In light of the above, our conference will bring together experts from tech companies, civil society, International organizations and academia to discuss burning questions about the future of free speech. To this end, we will look at global developments from around the globe explained, followed by a panel with a focus on online speech and the future of content moderation online.

The Project: The Future of Free Speech is a collaboration between Copenhagen-based judicial think tank Justitia, Columbia University’s Global Freedom of Expression and Aarhus University’s Department of Political Science. Through our project, we have brought an evidence-based approach to the burning questions raised by the principles and practices of free speech in an interconnected digital world 

Practical Details:

If you would like to participate in the conference please follow the links below. Admission to the conference is free.

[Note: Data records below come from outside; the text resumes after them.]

use std::{fs, path::Path};

use sha2::{Digest, Sha256};

use crate::core::CatalogError;

/// A source document handed to the extractor.
///
/// Immutable once read: the content hash is computed at construction and
/// identifies exactly this content.
#[derive(Debug, Clone, PartialEq, Eq)]
pub struct SourceDocument {
    id: String,
    content: String,
    hash: String,
}

impl SourceDocument {
    /// Create a document from in-memory content (e.g. a scene id supplied by
    /// the dialogue runtime).
    pub fn new(id: impl Into<String>, content: impl Into<String>) -> Self {
        let content = content.into();
        let hash = content_hash(&content);
        Self {
            id: id.into(),
            content,
            hash,
        }
    }

    /// Read a document from disk. The document id is the path as given.
    pub fn read(path: &Path) -> Result<Self, CatalogError> {
        Self::read_from(Path::new(""), path)
    }

    /// Read `base.join(path)`, identified by `path` alone.
    pub fn read_from(base: &Path, path: &Path) -> Result<Self, CatalogError> {
        let id = document_id(path);
        let content = fs::read_to_string(base.join(path)).map_err(|source| CatalogError::Io {
            document_id: id.clone(),
            source,
        })?;
        Ok(Self::new(id, content))
    }

    pub fn id(&self) -> &str {
        &self.id
    }

    pub fn content(&self) -> &str {
        &self.content
    }

    /// SHA-256 of the content, lowercase hex.
    pub fn hash(&self) -> &str {
        &self.hash
    }

    /// Text of the 1-based `line`, without its terminator.
    pub fn line_text(&self, line: usize) -> Option<&str> {
        self.content
            .split('\n')
            .nth(line.checked_sub(1)?)
            .map(|l| l.strip_suffix('\r').unwrap_or(l))
    }
}

/// Stable identifier for a document path: forward slashes, no leading `./`.
pub fn document_id(path: &Path) -> String {
    let id = path.to_string_lossy().replace('\\', "/");
    match id.strip_prefix("./") {
        Some(stripped) if !stripped.is_empty() => stripped.to_string(),
        _ => id,
    }
}

fn content_hash(content: &str) -> String {
    hex::encode(Sha256::digest(content.as_bytes()))
}
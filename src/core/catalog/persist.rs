//! Catalog persistence.
//!
//! Catalogs are stored as pretty-printed JSON with a trailing newline:
//!
//! ```json
//! {
//!   "version": 1,
//!   "hash": "…",
//!   "entries": [
//!     {
//!       "key": "…",
//!       "rank": 0,
//!       "canonical_text": "Okay!",
//!       "occurrences": [{ "document_id": "scene.py", "line": 7, "column": 1 }]
//!     }
//!   ]
//! }
//! ```
//!
//! Reading verifies the version, rank sequence, key uniqueness and hash, so a
//! hand-edited or truncated catalog is rejected instead of producing a
//! misleading diff.

use std::{collections::HashSet, fs, path::Path};

use serde::{Deserialize, Serialize};

use crate::core::{CatalogError, document_id};

use super::{Catalog, CatalogEntry, catalog_hash};

pub const CATALOG_VERSION: u32 = 1;

#[derive(Serialize)]
struct CatalogFileRef<'a> {
    version: u32,
    hash: &'a str,
    entries: &'a [CatalogEntry],
}

#[derive(Deserialize)]
struct CatalogFile {
    version: u32,
    hash: String,
    entries: Vec<CatalogEntry>,
}

/// Serialize a complete catalog.
pub fn to_json(catalog: &Catalog) -> Result<String, CatalogError> {
    if !catalog.is_complete() {
        return Err(CatalogError::IncompleteCatalog);
    }
    let file = CatalogFileRef {
        version: CATALOG_VERSION,
        hash: catalog.hash(),
        entries: catalog.entries(),
    };
    serde_json::to_string_pretty(&file)
        .map(|json| format!("{}\n", json))
        .map_err(|e| CatalogError::format("<memory>", e.to_string()))
}

/// Parse and verify a persisted catalog. `label` names the source in errors.
pub fn from_json(label: &str, content: &str) -> Result<Catalog, CatalogError> {
    let file: CatalogFile =
        serde_json::from_str(content).map_err(|e| CatalogError::format(label, e.to_string()))?;

    if file.version != CATALOG_VERSION {
        return Err(CatalogError::format(
            label,
            format!(
                "unsupported catalog version {} (expected {})",
                file.version, CATALOG_VERSION
            ),
        ));
    }

    let mut seen = HashSet::new();
    for (i, entry) in file.entries.iter().enumerate() {
        if entry.rank != i {
            return Err(CatalogError::format(
                label,
                format!(
                    "entry {} has rank {} (ranks must be 0, 1, 2, ...)",
                    entry.key, entry.rank
                ),
            ));
        }
        if !seen.insert(&entry.key) {
            return Err(CatalogError::format(
                label,
                format!("duplicate key {}", entry.key),
            ));
        }
    }

    let computed = catalog_hash(&file.entries);
    if computed != file.hash {
        return Err(CatalogError::format(
            label,
            format!(
                "hash mismatch (recorded {}, computed {})",
                file.hash, computed
            ),
        ));
    }

    Ok(Catalog::from_parts(file.entries, true))
}

/// Write `catalog` to `path`, creating parent directories.
pub fn write_catalog(path: &Path, catalog: &Catalog) -> Result<(), CatalogError> {
    let json = to_json(catalog)?;
    let io_error = |source| CatalogError::Io {
        document_id: document_id(path),
        source,
    };
    if let Some(parent) = path.parent().filter(|p| !p.as_os_str().is_empty()) {
        fs::create_dir_all(parent).map_err(io_error)?;
    }
    fs::write(path, json).map_err(io_error)
}

/// Read and verify the catalog at `path`.
pub fn read_catalog(path: &Path) -> Result<Catalog, CatalogError> {
    let label = document_id(path);
    let content = fs::read_to_string(path).map_err(|source| CatalogError::Io {
        document_id: label.clone(),
        source,
    })?;
    from_json(&label, &content)
}
mod extract;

Register for on-site participation

Register for online participation

For more information contact Natalie Alkiviadou at natalie@justitia-int.org

Program

 

Speakers:

Jacob Mchangama | Founder and Executive Director, Justitia

Jacob Mchangama is the founder and executive director of Justitia, a think tank focusing on human rights and a former Visiting Scholar at Columbia Global Freedom of Expression. He is a Senior Fellow at the Foundation for Individual Rights and Expression, member of the Forum on Information and Democracy’s Steering Committee for the working group on network accountability regimes, the Danish government’s independent Free Speech Commission, and a member of the steering committee of the World Expression Forum. Jacob has commented extensively on free speech and human rights in the media and academic journals including the Washington Post, the Wall Street Journal, The Economist, Foreign Affairs, Foreign Policy, Human Rights Quarterly and The Journal of Free Speech Law. He is the author of several books most recently the critically acclaimed “Free Speech: A History From Socrates to Social Media” (2022), and the writer and host of the podcast “Clear and Present Danger: A History of Free Speech”.

 

Anastasia Garina

Memorial, (Nobel Peace Prize Laureate)

Monika Bickert | Vice President of Content Policy at Meta

Monika Bickert is Meta’s Vice President for Content Policy. Her global team manages the policies for what types of content can be shared on Meta platforms and how advertisers and others can interact with the site. Monika joined Facebook in 2012 as lead security counsel, advising the company on matters including child safety and data security. She assumed her current role in 2013. Earlier in her career, Monika served as Resident Legal Advisor at the U.S. Embassy in Bangkok, Thailand, where she specialized in Southeast Asian rule of law development and response to child exploitation and human trafficking. She also served as Assistant United States Attorney for 11 years in Washington, DC, and Chicago, prosecuting federal crimes ranging from public corruption to gang-related violence. Monika received a B.A. from Rice University and a J.D. from Harvard Law School.

Galina Arapova

Galina Arapova is a media lawyer working in the field of freedom of expression and freedom of information in Russia since 1996. She is director and senior media lawyer at the Mass Media Defence Centre (Russia), a prominent NGO working on the freedom of expression and media protection. Galina has extensive experience in consulting Russian and international media as well as defending media outlets and journalists before domestic courts and the European Court of Human Rights.  Before national courts, she defended hundreds of Russian media outlets and journalists including Novaya gazeta, Kommersant daily and international ones like The New Times, Deutsche Welle, Radio Liberty and more. Galina Arapova was awarded a number of media freedom awards, such as the special Freedom of Expression protection award by the Russian Union of Journalists and Anna Politkovskaya freedom of media prize “Camerton” for courage in media defence.  She is a 2016 winner of “Human Right Award for Outstanding Contribution by a Legal Practitioner to Human Rights” awarded by the International Bar Association. Russian authorities designated the Mass Media Defence Centre as a foreign agent NGO. MMDC’s case before the European court is pending. In October 2021, Galina Arapova was the first Russian lawyer who was designated by Russian authorities as an (individual) foreign agent.  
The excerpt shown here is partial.